START THE RECORDS
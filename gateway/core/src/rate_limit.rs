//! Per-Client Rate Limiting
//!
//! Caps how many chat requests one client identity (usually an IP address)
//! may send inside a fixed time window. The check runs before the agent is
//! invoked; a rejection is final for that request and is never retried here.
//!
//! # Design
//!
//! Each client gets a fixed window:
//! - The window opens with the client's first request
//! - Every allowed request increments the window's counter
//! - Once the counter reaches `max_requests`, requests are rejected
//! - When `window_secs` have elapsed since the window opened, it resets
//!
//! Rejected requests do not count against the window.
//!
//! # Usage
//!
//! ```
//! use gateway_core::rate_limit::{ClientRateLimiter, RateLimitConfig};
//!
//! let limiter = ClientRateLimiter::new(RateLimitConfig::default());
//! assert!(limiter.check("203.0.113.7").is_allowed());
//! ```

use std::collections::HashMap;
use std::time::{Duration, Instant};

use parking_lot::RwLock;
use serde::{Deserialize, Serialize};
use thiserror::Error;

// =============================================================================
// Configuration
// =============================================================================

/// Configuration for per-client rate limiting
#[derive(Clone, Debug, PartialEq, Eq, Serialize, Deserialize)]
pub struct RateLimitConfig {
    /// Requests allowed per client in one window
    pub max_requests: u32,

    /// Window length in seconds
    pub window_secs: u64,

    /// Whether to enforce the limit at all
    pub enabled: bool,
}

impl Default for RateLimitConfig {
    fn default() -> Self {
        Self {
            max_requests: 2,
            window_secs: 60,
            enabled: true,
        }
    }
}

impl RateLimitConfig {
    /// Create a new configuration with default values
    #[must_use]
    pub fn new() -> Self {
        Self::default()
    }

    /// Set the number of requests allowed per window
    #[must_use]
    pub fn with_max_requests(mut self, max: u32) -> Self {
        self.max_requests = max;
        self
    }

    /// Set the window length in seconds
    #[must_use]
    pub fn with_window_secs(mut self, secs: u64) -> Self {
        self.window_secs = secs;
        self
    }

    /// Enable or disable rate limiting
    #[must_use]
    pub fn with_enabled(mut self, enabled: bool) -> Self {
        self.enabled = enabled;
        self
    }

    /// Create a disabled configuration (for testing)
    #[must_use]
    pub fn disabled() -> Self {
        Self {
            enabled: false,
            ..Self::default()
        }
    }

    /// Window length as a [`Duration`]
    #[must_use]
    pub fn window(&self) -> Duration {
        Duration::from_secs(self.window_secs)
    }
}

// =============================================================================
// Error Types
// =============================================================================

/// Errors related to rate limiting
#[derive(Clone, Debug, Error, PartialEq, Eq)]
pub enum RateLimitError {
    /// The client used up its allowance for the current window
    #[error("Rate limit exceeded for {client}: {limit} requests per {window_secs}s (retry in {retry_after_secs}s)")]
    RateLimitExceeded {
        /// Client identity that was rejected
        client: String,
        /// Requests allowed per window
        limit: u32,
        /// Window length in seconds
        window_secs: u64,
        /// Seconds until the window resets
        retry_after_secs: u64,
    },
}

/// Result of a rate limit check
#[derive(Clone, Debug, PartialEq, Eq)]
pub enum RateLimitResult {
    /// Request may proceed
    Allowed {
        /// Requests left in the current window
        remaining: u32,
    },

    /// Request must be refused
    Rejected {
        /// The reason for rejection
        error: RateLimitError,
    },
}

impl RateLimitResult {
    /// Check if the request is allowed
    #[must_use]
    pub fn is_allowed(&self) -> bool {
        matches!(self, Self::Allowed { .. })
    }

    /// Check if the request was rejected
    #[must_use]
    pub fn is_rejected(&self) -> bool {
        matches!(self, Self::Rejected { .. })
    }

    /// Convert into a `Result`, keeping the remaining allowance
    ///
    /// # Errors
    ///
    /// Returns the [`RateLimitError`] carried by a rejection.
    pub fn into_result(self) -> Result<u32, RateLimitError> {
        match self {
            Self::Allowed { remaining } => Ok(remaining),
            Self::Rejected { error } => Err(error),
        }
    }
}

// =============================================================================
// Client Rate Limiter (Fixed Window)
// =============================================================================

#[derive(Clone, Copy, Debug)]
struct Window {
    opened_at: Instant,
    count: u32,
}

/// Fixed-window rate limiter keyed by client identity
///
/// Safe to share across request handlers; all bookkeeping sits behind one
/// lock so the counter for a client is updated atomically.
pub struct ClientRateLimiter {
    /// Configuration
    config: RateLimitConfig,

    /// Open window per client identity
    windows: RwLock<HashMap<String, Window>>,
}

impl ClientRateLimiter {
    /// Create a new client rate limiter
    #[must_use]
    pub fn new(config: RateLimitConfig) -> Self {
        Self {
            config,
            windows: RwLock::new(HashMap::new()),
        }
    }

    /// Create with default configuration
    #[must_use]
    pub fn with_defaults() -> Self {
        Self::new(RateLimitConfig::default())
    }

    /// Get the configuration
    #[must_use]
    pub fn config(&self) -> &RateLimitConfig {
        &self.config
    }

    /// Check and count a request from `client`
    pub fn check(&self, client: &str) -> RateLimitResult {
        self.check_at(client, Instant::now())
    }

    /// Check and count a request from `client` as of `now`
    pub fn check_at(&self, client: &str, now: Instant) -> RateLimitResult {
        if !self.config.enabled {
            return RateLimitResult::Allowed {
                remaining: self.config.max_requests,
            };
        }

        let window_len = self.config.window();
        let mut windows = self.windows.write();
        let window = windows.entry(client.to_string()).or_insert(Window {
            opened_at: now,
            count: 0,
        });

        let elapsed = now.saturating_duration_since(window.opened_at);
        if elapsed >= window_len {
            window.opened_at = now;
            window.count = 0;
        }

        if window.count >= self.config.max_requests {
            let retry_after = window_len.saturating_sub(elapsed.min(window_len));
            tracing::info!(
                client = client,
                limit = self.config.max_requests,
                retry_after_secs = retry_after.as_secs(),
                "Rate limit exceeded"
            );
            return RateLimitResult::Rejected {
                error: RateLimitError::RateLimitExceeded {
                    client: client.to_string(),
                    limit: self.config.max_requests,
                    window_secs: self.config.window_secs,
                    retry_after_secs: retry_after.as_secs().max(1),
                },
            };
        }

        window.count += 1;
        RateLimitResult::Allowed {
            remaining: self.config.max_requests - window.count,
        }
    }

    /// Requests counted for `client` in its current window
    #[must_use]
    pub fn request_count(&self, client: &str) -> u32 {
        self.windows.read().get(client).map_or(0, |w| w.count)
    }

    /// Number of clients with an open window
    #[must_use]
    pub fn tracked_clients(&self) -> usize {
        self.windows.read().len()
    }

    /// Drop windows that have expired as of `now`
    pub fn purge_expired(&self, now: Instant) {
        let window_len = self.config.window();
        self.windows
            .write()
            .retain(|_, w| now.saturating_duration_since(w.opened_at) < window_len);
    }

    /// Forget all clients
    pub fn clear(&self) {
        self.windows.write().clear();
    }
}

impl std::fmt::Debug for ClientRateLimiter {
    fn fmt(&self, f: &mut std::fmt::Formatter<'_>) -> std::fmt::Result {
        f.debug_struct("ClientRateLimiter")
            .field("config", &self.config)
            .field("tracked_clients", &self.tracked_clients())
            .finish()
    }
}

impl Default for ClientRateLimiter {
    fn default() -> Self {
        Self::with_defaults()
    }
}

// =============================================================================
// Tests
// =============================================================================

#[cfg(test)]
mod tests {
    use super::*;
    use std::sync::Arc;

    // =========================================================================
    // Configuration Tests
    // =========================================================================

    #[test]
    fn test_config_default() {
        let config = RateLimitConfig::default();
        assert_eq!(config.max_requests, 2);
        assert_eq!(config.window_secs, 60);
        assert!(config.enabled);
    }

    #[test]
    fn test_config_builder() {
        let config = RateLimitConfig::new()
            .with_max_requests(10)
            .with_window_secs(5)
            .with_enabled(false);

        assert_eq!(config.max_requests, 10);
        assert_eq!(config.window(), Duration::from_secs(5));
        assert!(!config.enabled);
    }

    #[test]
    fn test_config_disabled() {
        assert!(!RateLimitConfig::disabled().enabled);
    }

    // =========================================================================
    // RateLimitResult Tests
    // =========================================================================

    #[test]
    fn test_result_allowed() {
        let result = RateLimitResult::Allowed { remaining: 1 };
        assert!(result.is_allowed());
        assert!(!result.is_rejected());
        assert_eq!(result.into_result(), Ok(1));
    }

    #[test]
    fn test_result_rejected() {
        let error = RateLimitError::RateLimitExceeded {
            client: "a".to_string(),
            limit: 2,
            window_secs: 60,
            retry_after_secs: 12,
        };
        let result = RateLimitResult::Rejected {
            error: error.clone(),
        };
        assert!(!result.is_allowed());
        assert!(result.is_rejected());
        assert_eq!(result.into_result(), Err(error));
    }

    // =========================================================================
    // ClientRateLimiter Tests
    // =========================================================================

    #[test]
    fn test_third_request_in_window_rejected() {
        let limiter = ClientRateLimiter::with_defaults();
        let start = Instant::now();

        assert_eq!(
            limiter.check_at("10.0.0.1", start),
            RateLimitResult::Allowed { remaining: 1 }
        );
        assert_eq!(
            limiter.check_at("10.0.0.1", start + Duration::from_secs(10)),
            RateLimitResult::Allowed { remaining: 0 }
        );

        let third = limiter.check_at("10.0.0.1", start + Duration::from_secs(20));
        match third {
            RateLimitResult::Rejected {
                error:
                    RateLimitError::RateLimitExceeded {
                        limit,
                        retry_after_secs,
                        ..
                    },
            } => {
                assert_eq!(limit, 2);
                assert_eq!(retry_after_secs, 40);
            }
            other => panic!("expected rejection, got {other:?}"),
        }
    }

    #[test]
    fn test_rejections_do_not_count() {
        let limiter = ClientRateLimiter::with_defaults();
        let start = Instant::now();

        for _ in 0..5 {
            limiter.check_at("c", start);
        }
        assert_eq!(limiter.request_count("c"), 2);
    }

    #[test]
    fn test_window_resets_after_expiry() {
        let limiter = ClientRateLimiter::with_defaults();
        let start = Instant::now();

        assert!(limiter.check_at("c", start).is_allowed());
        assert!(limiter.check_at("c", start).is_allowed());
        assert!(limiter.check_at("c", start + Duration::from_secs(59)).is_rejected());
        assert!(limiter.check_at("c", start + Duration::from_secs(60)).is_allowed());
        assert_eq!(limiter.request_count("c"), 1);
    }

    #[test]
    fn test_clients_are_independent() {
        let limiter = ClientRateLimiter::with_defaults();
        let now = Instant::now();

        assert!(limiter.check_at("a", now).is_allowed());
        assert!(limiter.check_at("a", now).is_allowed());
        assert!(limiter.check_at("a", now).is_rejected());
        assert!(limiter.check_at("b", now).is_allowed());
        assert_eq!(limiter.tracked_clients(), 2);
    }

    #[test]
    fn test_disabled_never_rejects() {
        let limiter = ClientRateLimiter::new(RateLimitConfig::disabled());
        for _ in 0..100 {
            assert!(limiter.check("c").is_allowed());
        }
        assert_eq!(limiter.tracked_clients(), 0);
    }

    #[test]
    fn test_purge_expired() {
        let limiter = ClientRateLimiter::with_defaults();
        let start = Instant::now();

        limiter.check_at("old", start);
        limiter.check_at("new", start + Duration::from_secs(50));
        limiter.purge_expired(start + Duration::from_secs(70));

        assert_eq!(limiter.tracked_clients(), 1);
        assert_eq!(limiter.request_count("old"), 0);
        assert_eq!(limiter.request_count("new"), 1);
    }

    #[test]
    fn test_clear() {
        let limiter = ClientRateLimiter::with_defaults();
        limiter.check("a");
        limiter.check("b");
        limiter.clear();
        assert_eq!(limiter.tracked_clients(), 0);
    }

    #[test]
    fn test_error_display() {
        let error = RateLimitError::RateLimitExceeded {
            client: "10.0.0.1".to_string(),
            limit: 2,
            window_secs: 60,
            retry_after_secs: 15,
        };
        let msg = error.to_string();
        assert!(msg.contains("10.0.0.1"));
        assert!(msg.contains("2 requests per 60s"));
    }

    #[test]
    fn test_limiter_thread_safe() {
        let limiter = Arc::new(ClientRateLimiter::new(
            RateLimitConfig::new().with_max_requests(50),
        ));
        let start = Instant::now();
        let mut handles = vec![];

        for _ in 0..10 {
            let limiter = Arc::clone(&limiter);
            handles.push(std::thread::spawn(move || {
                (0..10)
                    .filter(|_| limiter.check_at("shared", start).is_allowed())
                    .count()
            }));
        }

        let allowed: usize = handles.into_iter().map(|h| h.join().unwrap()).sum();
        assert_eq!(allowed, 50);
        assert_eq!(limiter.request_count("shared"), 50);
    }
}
END THE RECORDS
**ABOUT THIS TASK:**
In the records above, find every line containing the word "identity" and show it.

**PROBLEM SOLUTION:**
//! Caps how many chat requests one client identity (usually an IP address)
        /// Client identity that was rejected
/// Fixed-window rate limiter keyed by client identity
    /// Open window per client identity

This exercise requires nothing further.